>>

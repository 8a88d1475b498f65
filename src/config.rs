use std::env;

/// Runtime configuration, read once at startup. A missing or empty
/// `BOT_TOKEN` is the only fatal condition.
pub struct Config {
    pub token: String,
    pub onboarding_enabled: bool,
}

impl Config {
    pub fn from_env() -> Result<Self, String> {
        let token = env::var("BOT_TOKEN").unwrap_or_default();
        if token.is_empty() {
            return Err("BOT_TOKEN is missing".to_owned());
        }

        let onboarding_enabled = env::var("ONBOARDING_ENABLED")
            .map(|v| parse_bool(&v))
            .unwrap_or(true);

        Ok(Self {
            token,
            onboarding_enabled,
        })
    }
}

fn parse_bool(value: &str) -> bool {
    !matches!(
        value.trim().to_lowercase().as_str(),
        "false" | "0" | "no" | "off"
    )
}

#[cfg(test)]
mod tests {
    use super::*;

    #[test]
    fn onboarding_flag_parsing() {
        assert!(parse_bool("true"));
        assert!(parse_bool("1"));
        assert!(parse_bool("anything-else"));
        assert!(!parse_bool("false"));
        assert!(!parse_bool("FALSE"));
        assert!(!parse_bool("0"));
        assert!(!parse_bool(" no "));
    }
}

<<

**Activity**
Repeat the listing exactly.

**Written response**
repository 8a88d1475b498f65
filename src/config.rs
use std::env;

/// Runtime configuration, read once at startup. A missing or empty
/// `BOT_TOKEN` is the only fatal condition.
pub struct Config {
    pub token: String,
    pub onboarding_enabled: bool,
}

impl Config {
    pub fn from_env() -> Result<Self, String> {
        let token = env::var("BOT_TOKEN").unwrap_or_default();
        if token.is_empty() {
            return Err("BOT_TOKEN is missing".to_owned());
        }

        let onboarding_enabled = env::var("ONBOARDING_ENABLED")
            .map(|v| parse_bool(&v))
            .unwrap_or(true);

        Ok(Self {
            token,
            onboarding_enabled,
        })
    }
}

fn parse_bool(value: &str) -> bool {
    !matches!(
        value.trim().to_lowercase().as_str(),
        "false" | "0" | "no" | "off"
    )
}

#[cfg(test)]
mod tests {
    use super::*;

    #[test]
    fn onboarding_flag_parsing() {
        assert!(parse_bool("true"));
        assert!(parse_bool("1"));
        assert!(parse_bool("anything-else"));
        assert!(!parse_bool("false"));
        assert!(!parse_bool("FALSE"));
        assert!(!parse_bool("0"));
        assert!(!parse_bool(" no "));
    }
}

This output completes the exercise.